Lutz has since returned to the caldera at what are approximately annual expeditions to document the significant biological and geological changes at the site. He has also w as chief scientist on numerous oceanographic cruises.

===Volcanoes of the Deep Sea===
Lutz was Principal Investigator and Science Director of the 2005 IMAX film Volcanoes of the Deep Sea, which was funded by the National Science Foundation and co-produced by Rutgers University. The film included footage, research, and stories from the deep-sea Alvin expeditions of Lutz and his colleagues. The film received the award for "best IMAX film of the Year" at the Paris Film Festival, and in 2005 Lutz received the Scientific Literacy Achievement Award from the New Jersey Association for Biomedical Research for his contributions to the film.

==Publishing==
Lutz has over 175 publications to his name.

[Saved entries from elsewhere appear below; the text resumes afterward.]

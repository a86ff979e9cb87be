//! Error taxonomy for backend calls.

use thiserror::Error;

/// Errors surfaced by [`PollApi`](super::PollApi) requests.
#[derive(Debug, Error)]
pub enum NetworkError {
    /// The backend rejected the session token.
    #[error("the server rejected the session token")]
    TokenNotValid,

    /// Any other non-success HTTP status.
    #[error("unexpected status {0} from the server")]
    Status(u16),

    /// Transport-level failure: DNS, connect, or body decode.
    #[error("request failed: {0}")]
    Transport(#[from] reqwest::Error),

    /// A record lacks an id needed to build a request path.
    #[error("record is missing the {0} field")]
    IncompleteRecord(&'static str),
}

impl NetworkError {
    /// True when the session token is no longer usable and the client
    /// should stop talking to the backend.
    pub fn is_token_rejection(&self) -> bool {
        matches!(self, NetworkError::TokenNotValid)
    }
}

#[cfg(test)]
mod tests {
    use super::*;

    #[test]
    fn test_display() {
        assert_eq!(
            NetworkError::Status(503).to_string(),
            "unexpected status 503 from the server"
        );
        assert_eq!(
            NetworkError::IncompleteRecord("idPoll").to_string(),
            "record is missing the idPoll field"
        );
    }

    #[test]
    fn test_token_rejection() {
        assert!(NetworkError::TokenNotValid.is_token_rejection());
        assert!(!NetworkError::Status(404).is_token_rejection());
    }
}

Lutz's studies on the deep-sea caldera have been featured in many scientific journals and magazines including three issues of National Geographic Magazine, Science, Nature, a cover story in American Scientist, and Discover Magazine.

He was associate editor of the Journal of Shellfish Research from 1981 to 1986, and on the editorial board for Critical Reviews in Marine Science from 1986 to 2000. He was also on the editorial board for Estuaries from 1987 to 1992, and the editorial board of reviewers for the American Malacological Bulletin from 1984 to 2000.

==Memberships==
- World Mariculture Society
- Society for Integrative and Comparative Biology
- American Association for the Advancement of Science
- Estuarine Research Federation
- New England Estuarine Research Federation
- American Geophysical Union
- American Malacological Union
- National Shellfisheries Association (president 1983–1984)

==Personal life==
Lutz is married to American singer/songwriter Mary Fahl.